Joan Chen got her first taste of fame as the teen star of “Little Flower” (or “Xiao hua”), a melodramatic war epic released in her native China eight years before her big international breakout in Bernardo Bertolucci’s “The Last Emperor,” a 1987 Columbia Pictures release that won nine Oscars, including best picture. Chinese fans still come up to her to gush about the earlier film. “I was being mobbed on the street, and every family had a calendar with my face on it,” she says of the film’s reception in China when she was just 18.
But for many years, she and her parents saw acting as a temporary job, something to do until she landed on her real vocation.
Only years after moving to the U.S. to find a career did Chen realize she already had one.
That career has been treating her well lately, thanks to a series of roles juicier than most she has encountered as a performer. In “Didi,” Sean Wang’s biting coming-of-age drama about an angst-ridden Bay Area adolescent (Izaac Wang) finding his way, she plays Chungsing, a mother trying to balance parenting duties with her dreams of painting. She played an AI tech titan in the 2023 FX series “A Murder at the End of the World.” Soon she’ll star in a reimagining of the 1993 Ang Lee rom-com “The Wedding Banquet,” and, alongside Michelle Pfeiffer, in Michael Showalter’s Christmas comedy “Oh. What. Fun.”
“I don’t think I’ve had as busy a year in North America for a very, very long time,” she says in a recent interview, poised and quietly glamorous in an elegant gray turtleneck sweater.
Chen was particularly drawn to “Didi,” and the opportunity to play a well-rounded variation of a character she knows well. “I don’t think I’ve seen many Asian mothers like this on screen, and yet I have known them in life,” says Chen, whose two daughters are 22 and 26. “They are not the typical tiger moms or strict matriarchs, like in ‘Crazy Rich Asians’ or ‘The Joy Luck Club.’ This mother is playful, artistic, gentle, confused, unsure and loving. Under-appreciated. Those are the authentic mothers that I know.”
She knew she had something special when she showed the script to her daughters. “They are usually very critical,” she says. “But they both loved it.” The jury of two was especially impressed with the authenticity of the teen dialogue: “I wasn’t so sure about the conversation because I didn’t grow up here. And they could relate to the teen shenanigans as well.”
Chen moved from China to California when she was 20. Studying communications at Cal State Northridge, she started picking up small parts in series such as “Miami Vice” and “Knight Rider.” But even after “The Last Emperor,” she was trying to figure out what she was really supposed to be doing with her life. “I was taking classes in astronomy and anthropology,” she says.
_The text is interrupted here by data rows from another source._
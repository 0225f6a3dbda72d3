//! HTTP item fetcher
//!
//! This module handles the network side of enrichment:
//! - Building the HTTP client with the configured user agent
//! - GET requests for item detail pages
//! - Bounded retry of transient failures, with budget-aware waits
//! - Error classification into `FetchFailure`

use crate::budget::TimeBudget;
use crate::catalog::SourceItem;
use crate::config::FetcherConfig;
use crate::fetcher::extract::{extract_enrichment, CompiledSelectors, ExternalIdRule};
use crate::fetcher::{FetchFailure, FetchResult, ItemFetcher};
use crate::HarvestError;
use async_trait::async_trait;
use reqwest::Client;
use std::time::Duration;
use url::Url;

/// Builds an HTTP client with proper configuration
///
/// # Arguments
///
/// * `config` - The fetcher configuration
///
/// # Returns
///
/// * `Ok(Client)` - Successfully built HTTP client
/// * `Err(reqwest::Error)` - Failed to build client
pub fn build_http_client(config: &FetcherConfig) -> Result<Client, reqwest::Error> {
    Client::builder()
        .user_agent(config.user_agent.clone())
        .timeout(Duration::from_secs(config.timeout_secs))
        .connect_timeout(Duration::from_secs(config.timeout_secs.min(10)))
        .gzip(true)
        .brotli(true)
        .build()
}

/// Fetches item detail pages over HTTP and extracts their enrichment
///
/// # Retry Logic
///
/// | Condition | Action |
/// |-----------|--------|
/// | HTTP 5xx | Retry up to `max-retries` times |
/// | Timeout | Retry up to `max-retries` times |
/// | Other HTTP error | Immediate failure |
/// | Connection refused | Immediate failure |
/// | Non-HTML response | Immediate failure |
///
/// Waits between attempts go through the run's [`TimeBudget`], so a retry
/// loop never outlives the budget or a shutdown request.
pub struct HttpItemFetcher {
    client: Client,
    selectors: CompiledSelectors,
    external: ExternalIdRule,
    budget: TimeBudget,
    max_retries: u32,
    retry_delay: Duration,
    requests: u64,
}

impl HttpItemFetcher {
    pub fn new(config: &FetcherConfig, budget: TimeBudget) -> Result<Self, HarvestError> {
        Ok(Self {
            client: build_http_client(config)?,
            selectors: CompiledSelectors::compile(&config.selectors)?,
            external: ExternalIdRule::new(
                config.external_host.clone(),
                config.external_id_marker.clone(),
            ),
            budget,
            max_retries: config.max_retries,
            retry_delay: Duration::from_millis(config.retry_delay_ms),
            requests: 0,
        })
    }

    /// Number of HTTP requests sent so far
    pub fn requests(&self) -> u64 {
        self.requests
    }

    /// GETs `url`, retrying transient failures
    async fn fetch_page(&mut self, url: &Url) -> Result<String, FetchFailure> {
        let mut attempt = 0;
        loop {
            match self.get_once(url).await {
                Ok(body) => return Ok(body),
                Err(failure) if failure.is_retryable() && attempt < self.max_retries => {
                    attempt += 1;
                    tracing::warn!(
                        "{} (attempt {}/{}), retrying in {:?}",
                        failure,
                        attempt,
                        self.max_retries + 1,
                        self.retry_delay
                    );
                    if !self.budget.interruptible_wait(self.retry_delay).await {
                        return Err(FetchFailure::Interrupted);
                    }
                }
                Err(failure) => return Err(failure),
            }
        }
    }

    async fn get_once(&mut self, url: &Url) -> Result<String, FetchFailure> {
        self.requests += 1;

        let response = self
            .client
            .get(url.clone())
            .send()
            .await
            .map_err(|e| classify_error(url, e))?;

        let status = response.status();
        if !status.is_success() {
            return Err(FetchFailure::Http {
                url: url.to_string(),
                status: status.as_u16(),
            });
        }

        // Missing Content-Type is tolerated; an explicit non-HTML one is not
        let content_type = response
            .headers()
            .get(reqwest::header::CONTENT_TYPE)
            .and_then(|v| v.to_str().ok())
            .unwrap_or("")
            .to_string();
        if !content_type.is_empty() && !content_type.contains("html") {
            return Err(FetchFailure::ContentMismatch {
                url: url.to_string(),
                content_type,
            });
        }

        response.text().await.map_err(|e| classify_error(url, e))
    }
}

/// Maps a reqwest error onto a fetch failure
fn classify_error(url: &Url, error: reqwest::Error) -> FetchFailure {
    if error.is_timeout() {
        FetchFailure::Timeout {
            url: url.to_string(),
        }
    } else if let Some(status) = error.status() {
        FetchFailure::Http {
            url: url.to_string(),
            status: status.as_u16(),
        }
    } else if error.is_connect() {
        FetchFailure::Network {
            url: url.to_string(),
            message: "Connection refused".to_string(),
        }
    } else {
        FetchFailure::Network {
            url: url.to_string(),
            message: error.to_string(),
        }
    }
}

#[async_trait]
impl ItemFetcher for HttpItemFetcher {
    async fn fetch(&mut self, item: &SourceItem) -> FetchResult {
        let raw = item
            .detail_url
            .as_deref()
            .map(str::trim)
            .filter(|u| !u.is_empty())
            .ok_or_else(|| FetchFailure::MissingDetailUrl(item.key.clone()))?;
        let url = Url::parse(raw).map_err(|_| FetchFailure::InvalidUrl(raw.to_string()))?;

        let body = self.fetch_page(&url).await?;
        let enrichment = extract_enrichment(&body, &url, &self.selectors, &self.external);

        tracing::debug!(
            "Extracted {} images, {} variants, {} spec sections for '{}'",
            enrichment.media_refs.len(),
            enrichment.variant_attributes.len(),
            enrichment.spec_sections.len(),
            item.key
        );
        if enrichment.external_id.is_none() {
            tracing::info!("No cross-retailer listing found for '{}'", item.key);
        }

        Ok(enrichment)
    }

    async fn close(&mut self) {
        tracing::info!("HTTP fetcher closed after {} requests", self.requests);
    }
}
A career in religion also seemed like a possibility. She would go make a movie, wait a few months for a call to shoot the next one, grow disillusioned with her acting career and then, inevitably, get that next call. Bouncing from one field of study to another, she was almost 30 when she graduated.
Finally, she realized that maybe she should just be an actor.
“For so long, I wanted to see if I could have a real profession other than acting,” she says. “But looking back, I know this was my destiny. I think it’s important to know your destiny, but we usually don’t know until much later in life. We struggle, we fight against it. And we experience so much anxiety trying to find ourselves when our true selves are staring us in the face all that time.”
For much of Chen’s early career in Hollywood she was cast in generic Asian roles — think “On Deadly Ground” with Steven Seagal, or “Judge Dredd” with Sylvester Stallone. But more rewarding work has been there as well. She worked, for instance, with David Lynch on “Twin Peaks,” and Ang Lee on “Lust, Caution.” She has always managed to carve out a place.
Today, she sees better opportunities for Asian actors seeking more meaningful work. Between such series as “Shōgun” and the upcoming “Interior Chinatown” (a meta look at Asian stereotypes in entertainment), and movies like “Didi” and “Everything Everywhere All at Once,” she believes the tide is slowly shifting.
“There is more visibility in social media, and in films and television,” she says. “There’s a little more representation, a little more exposure. Meaningful parts for Asians in Hollywood were basically nonexistent when I first moved here. Even after ‘The Last Emperor’ won nine Oscars, I didn’t get many calls for work. People didn’t know how to use you. It’s much, much better now.
“I’m so happy that I didn’t quit and that I’m still here.”